"""

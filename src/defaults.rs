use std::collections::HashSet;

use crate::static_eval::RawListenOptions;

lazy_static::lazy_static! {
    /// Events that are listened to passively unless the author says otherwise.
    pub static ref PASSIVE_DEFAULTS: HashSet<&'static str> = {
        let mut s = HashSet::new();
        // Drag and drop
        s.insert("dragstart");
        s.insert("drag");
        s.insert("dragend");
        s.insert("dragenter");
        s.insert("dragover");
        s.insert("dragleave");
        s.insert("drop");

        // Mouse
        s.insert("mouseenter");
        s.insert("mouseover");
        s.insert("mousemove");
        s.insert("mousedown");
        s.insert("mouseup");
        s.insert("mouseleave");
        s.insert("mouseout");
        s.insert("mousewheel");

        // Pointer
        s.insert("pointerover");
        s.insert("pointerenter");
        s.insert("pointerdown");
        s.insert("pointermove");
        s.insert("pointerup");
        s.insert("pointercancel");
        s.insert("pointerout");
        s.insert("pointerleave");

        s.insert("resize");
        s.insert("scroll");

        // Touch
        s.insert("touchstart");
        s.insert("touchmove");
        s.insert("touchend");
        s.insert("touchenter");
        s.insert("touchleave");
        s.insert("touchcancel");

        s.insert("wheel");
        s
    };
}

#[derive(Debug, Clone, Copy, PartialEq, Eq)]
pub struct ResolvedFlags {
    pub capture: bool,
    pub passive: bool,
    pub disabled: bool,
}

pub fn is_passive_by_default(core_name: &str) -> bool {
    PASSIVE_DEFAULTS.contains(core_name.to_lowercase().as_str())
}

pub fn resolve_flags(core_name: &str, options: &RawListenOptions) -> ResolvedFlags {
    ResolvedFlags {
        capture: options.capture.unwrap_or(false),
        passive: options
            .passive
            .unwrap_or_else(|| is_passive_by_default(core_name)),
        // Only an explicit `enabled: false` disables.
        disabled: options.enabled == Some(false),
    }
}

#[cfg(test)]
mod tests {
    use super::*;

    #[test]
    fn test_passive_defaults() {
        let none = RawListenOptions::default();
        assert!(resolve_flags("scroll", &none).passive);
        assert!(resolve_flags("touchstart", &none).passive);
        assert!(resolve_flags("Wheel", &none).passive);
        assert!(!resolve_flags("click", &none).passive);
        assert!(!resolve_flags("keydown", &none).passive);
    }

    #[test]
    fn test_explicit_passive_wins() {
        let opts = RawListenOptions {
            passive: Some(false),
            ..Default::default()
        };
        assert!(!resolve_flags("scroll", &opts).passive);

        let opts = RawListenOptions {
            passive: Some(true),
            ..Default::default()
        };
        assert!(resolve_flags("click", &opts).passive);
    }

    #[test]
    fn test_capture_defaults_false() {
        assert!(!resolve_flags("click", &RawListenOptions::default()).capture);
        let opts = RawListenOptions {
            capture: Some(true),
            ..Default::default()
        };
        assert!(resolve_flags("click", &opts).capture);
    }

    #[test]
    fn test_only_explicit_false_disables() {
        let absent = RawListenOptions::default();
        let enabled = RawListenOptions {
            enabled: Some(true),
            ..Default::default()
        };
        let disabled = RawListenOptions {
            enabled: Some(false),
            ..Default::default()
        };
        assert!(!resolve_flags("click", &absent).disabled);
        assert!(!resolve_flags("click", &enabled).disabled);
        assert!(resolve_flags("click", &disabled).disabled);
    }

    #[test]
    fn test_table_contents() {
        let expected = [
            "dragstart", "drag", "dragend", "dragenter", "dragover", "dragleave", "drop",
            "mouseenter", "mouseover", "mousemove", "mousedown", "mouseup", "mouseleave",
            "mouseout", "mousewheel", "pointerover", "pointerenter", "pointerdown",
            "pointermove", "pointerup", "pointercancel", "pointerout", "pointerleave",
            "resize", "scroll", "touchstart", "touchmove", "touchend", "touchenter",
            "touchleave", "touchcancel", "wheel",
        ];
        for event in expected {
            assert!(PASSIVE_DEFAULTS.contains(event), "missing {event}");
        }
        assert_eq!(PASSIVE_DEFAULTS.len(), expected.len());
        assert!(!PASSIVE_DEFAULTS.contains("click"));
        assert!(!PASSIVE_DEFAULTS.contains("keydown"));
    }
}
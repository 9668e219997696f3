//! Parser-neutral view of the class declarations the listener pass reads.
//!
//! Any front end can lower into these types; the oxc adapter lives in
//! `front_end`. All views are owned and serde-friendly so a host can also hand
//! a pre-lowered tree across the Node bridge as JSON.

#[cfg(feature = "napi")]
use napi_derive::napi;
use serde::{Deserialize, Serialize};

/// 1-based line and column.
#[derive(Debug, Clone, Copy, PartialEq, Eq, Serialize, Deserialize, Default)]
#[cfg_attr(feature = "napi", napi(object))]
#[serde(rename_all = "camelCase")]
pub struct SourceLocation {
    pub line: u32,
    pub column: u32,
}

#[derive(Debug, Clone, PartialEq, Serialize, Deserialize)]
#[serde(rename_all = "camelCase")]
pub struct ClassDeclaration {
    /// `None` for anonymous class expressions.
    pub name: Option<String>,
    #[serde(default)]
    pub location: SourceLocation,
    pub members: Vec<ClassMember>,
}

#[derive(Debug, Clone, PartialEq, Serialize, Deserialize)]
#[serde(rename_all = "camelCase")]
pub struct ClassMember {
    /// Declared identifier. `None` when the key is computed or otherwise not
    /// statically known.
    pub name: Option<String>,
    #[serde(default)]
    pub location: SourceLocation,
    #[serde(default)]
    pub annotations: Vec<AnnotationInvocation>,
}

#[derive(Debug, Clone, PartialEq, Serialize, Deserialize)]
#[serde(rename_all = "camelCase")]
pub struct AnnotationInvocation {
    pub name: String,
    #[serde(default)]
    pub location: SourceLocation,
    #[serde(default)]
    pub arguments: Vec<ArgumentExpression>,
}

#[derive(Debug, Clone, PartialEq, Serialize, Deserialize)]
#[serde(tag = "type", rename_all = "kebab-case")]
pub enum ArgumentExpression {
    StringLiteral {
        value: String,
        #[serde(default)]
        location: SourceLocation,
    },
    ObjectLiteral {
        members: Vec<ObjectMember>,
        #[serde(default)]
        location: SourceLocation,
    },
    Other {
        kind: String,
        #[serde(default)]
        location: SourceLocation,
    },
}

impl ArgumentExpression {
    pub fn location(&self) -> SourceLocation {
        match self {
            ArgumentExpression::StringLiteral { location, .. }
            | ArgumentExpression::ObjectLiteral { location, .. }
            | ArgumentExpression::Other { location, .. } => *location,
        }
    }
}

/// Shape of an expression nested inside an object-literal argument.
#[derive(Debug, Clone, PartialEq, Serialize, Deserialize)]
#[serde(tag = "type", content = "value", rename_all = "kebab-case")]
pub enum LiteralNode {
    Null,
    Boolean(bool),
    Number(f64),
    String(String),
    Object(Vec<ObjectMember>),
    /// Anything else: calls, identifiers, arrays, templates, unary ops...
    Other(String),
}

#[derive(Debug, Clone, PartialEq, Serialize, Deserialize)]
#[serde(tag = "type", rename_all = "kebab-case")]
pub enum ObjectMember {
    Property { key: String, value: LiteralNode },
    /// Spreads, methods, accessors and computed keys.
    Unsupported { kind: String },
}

"""

• **TASK DIRECTIONS**
How many of the listing's lines contain "struct"? Respond with a single number and nothing else.

• **EXPECTED ANSWER**
5